◆ TASK ITEM ◆
In the records, find each line where "self" occurs, and copy it.

◆ RECORDED DATA ◆
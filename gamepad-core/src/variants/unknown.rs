//! Devices nothing could be made of: tracked as connected, never decoded.

use hid_proto::HidGlobals;

use crate::types::GamepadState;
use crate::variant::{Variant, VariantKind};

#[derive(Debug, Clone, Copy, Default, PartialEq, Eq)]
pub struct Unknown;

impl Variant for Unknown {
    const KIND: VariantKind = VariantKind::Unknown;

    fn parse_usage(
        &mut self,
        _state: &mut GamepadState,
        _globals: &HidGlobals,
        _usage_page: u16,
        _usage: u16,
        _value: i32,
    ) {
    }

    fn parse_raw_report(&mut self, _report: &[u8], _state: &mut GamepadState) -> bool {
        true
    }
}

◆ COMPLETED TASK ◆
        &mut self,
    fn parse_raw_report(&mut self, _report: &[u8], _state: &mut GamepadState) -> bool {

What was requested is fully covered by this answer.